このため、セルフターンオンが発生しないようにするためには、ゲート電圧Vgが閾値電圧Vthよりも大きくならないように、上記式(1)のCgs/Cgdを大きくすれば良い。
【0028】
そこで、上述のように構成することで、ゲート・ドレイン間の容量Cgdを増加させることなく、ゲート・ソース間の容量Cgsを増加させ、上記式(1)のCgs/Cgdが大きくなるようにして、セルフターンオンが発生しないようにしている。

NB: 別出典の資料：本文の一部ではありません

//! Error types for askcorpus

use std::path::PathBuf;

use thiserror::Error;

/// Result type alias for askcorpus operations
pub type Result<T> = std::result::Result<T, Error>;

/// Errors that can occur in askcorpus operations
#[derive(Error, Debug)]
pub enum Error {
    /// The corpus file does not exist
    #[error("corpus not found: {}", .0.display())]
    CorpusNotFound(PathBuf),

    /// The corpus file is not valid JSON, even after the forgiving parse
    #[error("failed to parse corpus {}: {message}", path.display())]
    CorpusParse { path: PathBuf, message: String },

    /// The corpus parsed but has an unsupported top-level shape
    #[error("unsupported corpus format: {0}")]
    CorpusFormat(String),

    /// The vector index could not be built or loaded
    #[error("index unavailable: {0}")]
    IndexUnavailable(String),

    /// The question was blank after trimming
    #[error("empty question")]
    EmptyQuestion,

    /// The language model call failed
    #[error("generation error: {0}")]
    Generation(String),

    /// Failed to load or run the embedding model
    #[error("embedding error: {0}")]
    Embedding(String),

    /// Failed to store or retrieve from vector store
    #[error("store error: {0}")]
    Store(String),

    /// Invalid or unreadable configuration
    #[error("config error: {0}")]
    Config(String),

    #[error(transparent)]
    Io(#[from] std::io::Error),
}

impl From<rusqlite::Error> for Error {
    fn from(e: rusqlite::Error) -> Self {
        Error::Store(e.to_string())
    }
}

impl Error {
    /// Fixed text that is safe to show to an end user.
    ///
    /// Internal details stay in the logs; callers at the request boundary
    /// should return this instead of the `Display` form.
    #[must_use]
    pub fn user_message(&self) -> &'static str {
        match self {
            Error::EmptyQuestion => "Please provide a question.",
            Error::Generation(_) => {
                "Sorry, an answer could not be generated right now. Please try again."
            }
            Error::CorpusNotFound(_)
            | Error::CorpusParse { .. }
            | Error::CorpusFormat(_)
            | Error::IndexUnavailable(_) => {
                "The knowledge base is not ready yet. Please try again later."
            }
            _ => "Something went wrong while answering your question.",
        }
    }

    /// Whether this error was caused by the caller's input rather than the service.
    #[must_use]
    pub fn is_client_error(&self) -> bool {
        matches!(self, Error::EmptyQuestion)
    }
}
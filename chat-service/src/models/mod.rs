pub mod chat;

pub use chat::{ChatRequest, ChatResponse};
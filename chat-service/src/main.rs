use chat_service::config::Settings;
use chat_service::observability::init_tracing;
use chat_service::startup::Application;
use dotenvy::dotenv;
use tracing::info;

#[tokio::main]
async fn main() -> anyhow::Result<()> {
    dotenv().ok();

    let settings = Settings::load().map_err(|e| {
        eprintln!("Failed to read configuration: {}", e);
        anyhow::anyhow!("Configuration error: {}", e)
    })?;

    init_tracing(&settings.log_level);

    let address = format!("{}:{}", settings.host, settings.port);
    let app = Application::build(settings).await.map_err(|e| {
        tracing::error!("Failed to build application: {}", e);
        anyhow::anyhow!("Startup error: {}", e)
    })?;

    info!("Starting chat-service on {}", address);
    app.run_until_stopped().await.map_err(|e| {
        tracing::error!("Server error: {}", e);
        anyhow::anyhow!("Server error: {}", e)
    })?;

    Ok(())
}
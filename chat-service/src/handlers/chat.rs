use crate::AppState;
use crate::error::AppError;
use crate::models::{ChatRequest, ChatResponse};
use axum::{Json, extract::State};

/// Relay a single chat message to the inference service.
///
/// Validation happens before any upstream call: whitespace-only input is
/// rejected with 400. Upstream failures already carry their client-facing
/// status and propagate unchanged.
pub async fn chat_handler(
    State(state): State<AppState>,
    Json(payload): Json<ChatRequest>,
) -> Result<Json<ChatResponse>, AppError> {
    let user_input = payload.user_input.trim();
    if user_input.is_empty() {
        return Err(AppError::BadRequest(anyhow::anyhow!(
            "user_input cannot be empty"
        )));
    }

    let prompt = build_prompt(user_input);
    let response = state.ollama_client.generate(&prompt).await?;

    Ok(Json(ChatResponse { response }))
}

fn build_prompt(user_input: &str) -> String {
    format!("Human: {}\nAI:", user_input)
}

#[cfg(test)]
mod tests {
    use super::build_prompt;

    #[test]
    fn prompt_wraps_input_in_human_ai_template() {
        assert_eq!(build_prompt("hello"), "Human: hello\nAI:");
    }

    #[test]
    fn prompt_preserves_interior_whitespace() {
        assert_eq!(build_prompt("a  b"), "Human: a  b\nAI:");
    }
}
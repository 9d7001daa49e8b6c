use serde::{Deserialize, Serialize};

/// Inbound chat request from the web frontend.
///
/// `user_input` must be non-empty after trimming; the handler rejects
/// whitespace-only input before any upstream call.
#[derive(Debug, Clone, Serialize, Deserialize)]
pub struct ChatRequest {
    pub user_input: String,
}

/// Generated text returned to the client. Produced only on success.
#[derive(Debug, Clone, Serialize, Deserialize)]
pub struct ChatResponse {
    pub response: String,
}
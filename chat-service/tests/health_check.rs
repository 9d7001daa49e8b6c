//! Integration tests for chat-service liveness.
//!
//! Run with: cargo test -p chat-service --test health_check

use chat_service::config::Settings;
use chat_service::startup::Application;
use reqwest::Client;
use std::time::Duration;

/// Spawn the application on a random port and return the port number.
async fn spawn_app() -> u16 {
    let settings = Settings {
        host: "127.0.0.1".to_string(),
        port: 0,
        log_level: "info".to_string(),
        ollama: Default::default(),
        cors: Default::default(),
    };

    let app = Application::build(settings)
        .await
        .expect("Failed to build application");

    let port = app.port();

    tokio::spawn(async move {
        let _ = app.run_until_stopped().await;
    });

    port
}

#[tokio::test]
async fn health_check_returns_ok() {
    let port = spawn_app().await;
    let client = Client::new();

    let response = client
        .get(format!("http://localhost:{}/health", port))
        .timeout(Duration::from_secs(5))
        .send()
        .await
        .expect("Failed to send request");

    assert!(response.status().is_success());

    let body: serde_json::Value = response.json().await.expect("Failed to parse JSON");
    assert_eq!(body["status"], "ok");
    assert_eq!(body["service"], "chat-service");
}
/// Frontier state definitions for tracking crawl progress
///
/// A URL row persists two flags, `visited` and `scraped`. This module gives the
/// valid flag combinations names and defines what happens to a URL whose
/// worker fails.
use serde::Deserialize;
use std::fmt;

/// Represents where a URL is in its crawl lifecycle
#[derive(Debug, Clone, Copy, PartialEq, Eq, Hash)]
pub enum UrlState {
    /// Discovered but not yet claimed by a batch
    Unvisited,

    /// Claimed by a batch; either still in flight or its worker failed
    Visited,

    /// Article stored and the URL fully processed
    Scraped,
}

impl UrlState {
    /// Derives the state from the persisted flags
    ///
    /// Returns None for `scraped && !visited`, which must never be stored.
    pub fn from_flags(visited: bool, scraped: bool) -> Option<Self> {
        match (visited, scraped) {
            (false, false) => Some(Self::Unvisited),
            (true, false) => Some(Self::Visited),
            (true, true) => Some(Self::Scraped),
            (false, true) => None,
        }
    }

    /// Returns the `(visited, scraped)` flags for this state
    pub fn flags(&self) -> (bool, bool) {
        match self {
            Self::Unvisited => (false, false),
            Self::Visited => (true, false),
            Self::Scraped => (true, true),
        }
    }

    pub fn as_str(&self) -> &'static str {
        match self {
            Self::Unvisited => "unvisited",
            Self::Visited => "visited",
            Self::Scraped => "scraped",
        }
    }
}

impl fmt::Display for UrlState {
    fn fmt(&self, f: &mut fmt::Formatter<'_>) -> fmt::Result {
        write!(f, "{}", self.as_str())
    }
}

/// What to do with a URL whose worker failed before it was scraped
#[derive(Debug, Clone, Copy, PartialEq, Eq, Deserialize)]
#[serde(tag = "mode", rename_all = "kebab-case")]
pub enum FailurePolicy {
    /// Leave the URL visited and unscraped forever
    Abandon,

    /// Return the URL to the frontier until it has failed `max_attempts` times
    Retry {
        #[serde(rename = "max-attempts")]
        max_attempts: u32,
    },
}

impl Default for FailurePolicy {
    fn default() -> Self {
        Self::Abandon
    }
}

impl FailurePolicy {
    /// Decides whether a URL that has now failed `attempts` times goes back to the frontier
    pub fn should_requeue(&self, attempts: u32) -> bool {
        match self {
            Self::Abandon => false,
            Self::Retry { max_attempts } => attempts < *max_attempts,
        }
    }
}

/// Outcome of recording a failure against a URL
#[derive(Debug, Clone, Copy, PartialEq, Eq)]
pub enum FailureDisposition {
    /// The URL stays visited and will not be fetched again
    Abandoned,

    /// The URL was reset to unvisited and will be claimed by a later batch
    Requeued,
}
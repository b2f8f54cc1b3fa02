//! HTML parser for extracting articles and outbound links
//!
//! This module handles parsing HTML content to extract:
//! - The article (title, publish date, body) from the page's "full story" region
//! - Same-site outbound links from anchors anywhere in the document

use crate::config::SelectorConfig;
use crate::storage::Article;
use crate::ConfigError;
use scraper::{ElementRef, Html, Selector};
use std::collections::HashSet;
use url::Url;

/// Compiled CSS selectors for every field the parser reads
#[derive(Debug, Clone)]
pub struct PageSelectors {
    story: Selector,
    title: Selector,
    content: Selector,
    date_published: Selector,
    link: Selector,
}

impl PageSelectors {
    /// Compiles the configured selectors, rejecting any that are not valid CSS
    pub fn compile(config: &SelectorConfig) -> Result<Self, ConfigError> {
        Ok(Self {
            story: compile_selector("story", &config.story)?,
            title: compile_selector("title", &config.title)?,
            content: compile_selector("content", &config.content)?,
            date_published: compile_selector("date-published", &config.date_published)?,
            link: compile_selector("link", &config.link)?,
        })
    }
}

fn compile_selector(field: &str, css: &str) -> Result<Selector, ConfigError> {
    Selector::parse(css)
        .map_err(|e| ConfigError::InvalidSelector(format!("{} '{}': {:?}", field, css, e)))
}

/// Decides which anchors count as same-site outbound links
#[derive(Debug, Clone)]
pub struct LinkFilter {
    base_url: String,
    resolve_relative: bool,
}

impl LinkFilter {
    pub fn new(base_url: impl Into<String>, resolve_relative: bool) -> Self {
        Self {
            base_url: base_url.into(),
            resolve_relative,
        }
    }

    /// Returns the link to record for an href, or None if it is off-site
    ///
    /// An href already prefixed by the base URL is kept verbatim. Other hrefs are
    /// only considered when relative resolution is enabled.
    pub fn accept(&self, href: &str, page_url: Option<&Url>) -> Option<String> {
        if href.starts_with(&self.base_url) {
            return Some(href.to_string());
        }

        if !self.resolve_relative {
            return None;
        }

        let resolved = resolve_link(href, page_url?)?;
        resolved.starts_with(&self.base_url).then_some(resolved)
    }
}

/// Extracted information from an HTML page
#[derive(Debug, Clone)]
pub struct ParsedPage {
    pub article: Article,

    /// Same-site links in document order, duplicates included
    pub links: Vec<String>,
}

/// Parses HTML content and extracts the article and outbound links
///
/// # Article Extraction Rules
///
/// All elements matching the story selector form the story region (a page may
/// use either layout). Within that region:
/// - the first title match is the title
/// - every content match, trimmed and non-empty, is a paragraph of the body
/// - the first publish-date match is the date
///
/// Missing fields are empty strings, not errors.
///
/// # Link Extraction Rules
///
/// Every anchor in the document is checked against the [`LinkFilter`].
/// Deduplication is left to the frontier.
///
/// # Example
///
/// ```no_run
/// use news_harvest::config::SelectorConfig;
/// use news_harvest::crawler::{parse_page, LinkFilter, PageSelectors};
///
/// let html = r#"<div class="fullstory"><h1>Headline</h1><p>Body</p></div>"#;
/// let selectors = PageSelectors::compile(&SelectorConfig::default()).unwrap();
/// let filter = LinkFilter::new("https://example.com", false);
/// let parsed = parse_page(html, "https://example.com/story", &selectors, &filter);
/// assert_eq!(parsed.article.title, "Headline");
/// ```
pub fn parse_page(
    html: &str,
    url: &str,
    selectors: &PageSelectors,
    filter: &LinkFilter,
) -> ParsedPage {
    let document = Html::parse_document(html);

    let article = extract_article(&document, url, selectors);
    let links = extract_links(&document, url, selectors, filter);

    ParsedPage { article, links }
}

fn extract_article(document: &Html, url: &str, selectors: &PageSelectors) -> Article {
    let regions: Vec<ElementRef> = document.select(&selectors.story).collect();

    let title = select_in_regions(&regions, &selectors.title)
        .into_iter()
        .next()
        .map(element_text)
        .unwrap_or_default();

    let date_published = select_in_regions(&regions, &selectors.date_published)
        .into_iter()
        .next()
        .map(element_text)
        .unwrap_or_default();

    let content = select_in_regions(&regions, &selectors.content)
        .into_iter()
        .map(element_text)
        .filter(|text| !text.is_empty())
        .collect::<Vec<_>>()
        .join("\n");

    Article {
        url: url.to_string(),
        title,
        date_published,
        content,
    }
}

/// Matches inside every region, each element once even when regions nest
fn select_in_regions<'a>(regions: &[ElementRef<'a>], selector: &Selector) -> Vec<ElementRef<'a>> {
    let mut seen = HashSet::new();
    regions
        .iter()
        .flat_map(|region| region.select(selector))
        .filter(|element| seen.insert((**element).id()))
        .collect()
}

fn element_text(element: ElementRef) -> String {
    element.text().collect::<String>().trim().to_string()
}

fn extract_links(
    document: &Html,
    url: &str,
    selectors: &PageSelectors,
    filter: &LinkFilter,
) -> Vec<String> {
    let page_url = Url::parse(url).ok();

    document
        .select(&selectors.link)
        .filter_map(|element| element.value().attr("href"))
        .filter_map(|href| filter.accept(href, page_url.as_ref()))
        .collect()
}

/// Resolves a link href to an absolute URL
///
/// Returns None if the link should be excluded:
/// - javascript:, mailto:, tel: schemes
/// - data: URIs
/// - Fragment-only links
/// - Non-HTTP(S) URLs after resolution
fn resolve_link(href: &str, base_url: &Url) -> Option<String> {
    let href = href.trim();

    if href.is_empty() || href.starts_with('#') {
        return None;
    }

    if href.starts_with("javascript:")
        || href.starts_with("mailto:")
        || href.starts_with("tel:")
        || href.starts_with("data:")
    {
        return None;
    }

    match base_url.join(href) {
        Ok(absolute_url) => {
            if absolute_url.scheme() == "http" || absolute_url.scheme() == "https" {
                Some(absolute_url.to_string())
            } else {
                None
            }
        }
        Err(_) => None,
    }
}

つまり、上述のように、各パッド10〜12の下方に導電層としての導電性基板1を設けることで、ゲートパッド10と導電層1との間、ソースパッド11と導電層1との間、ドレインパッド12と導電層1との間に、それぞれ、容量Cgp、Csp、Cdpを生じさせる。
【0029】
ここで、図3に示すように、金属からなり、導電性を有するパッド10〜12と導電層1との間の容量Cpは、下記式(2)によって表される。ここで、εはパッド10〜12と導電層1との間の半導体層(非導電性)の比誘電率、εoは真空の誘電率、Sはパッド10〜12の面積、tはパッド10〜12と導電層1との間の距離である。
Cp=ε×εo×S/t・・・(2)
ここでは、ゲートパッド10と導電層1との間の容量Cgp、ソースパッド11と導電層1との間の容量Csp、ドレインパッド12と導電層1との間の容量Cdpは、主に、各パッド10〜12の面積に応じて決まる。このため、ゲートパッド10及びソースパッド11の面積によって、ゲートパッド・導電層間の容量Cgp及びソースパッド・導電層間の容量Cspを調整することができ、これにより、ゲート・ソース間の容量Cgsを調整することができる。
【0030】
そして、ここでは、上述したように、ゲートパッド10、ソースパッド11及びドレインパッド12は、それぞれ、ゲート配線14、ソース配線15及びドレイン配線16によって、ゲート電極3、ソース電極4及びドレイン電極5に接続されている。また、各パッド10〜12と導電層1との間の容量同士は、導電層1及び絶縁膜17を介して接続されている。
【0031】
このため、各パッド10〜12と導電層1との間の容量及び各配線14〜16の容量を含むトランジスタの等価回路は、図4に示すようになる。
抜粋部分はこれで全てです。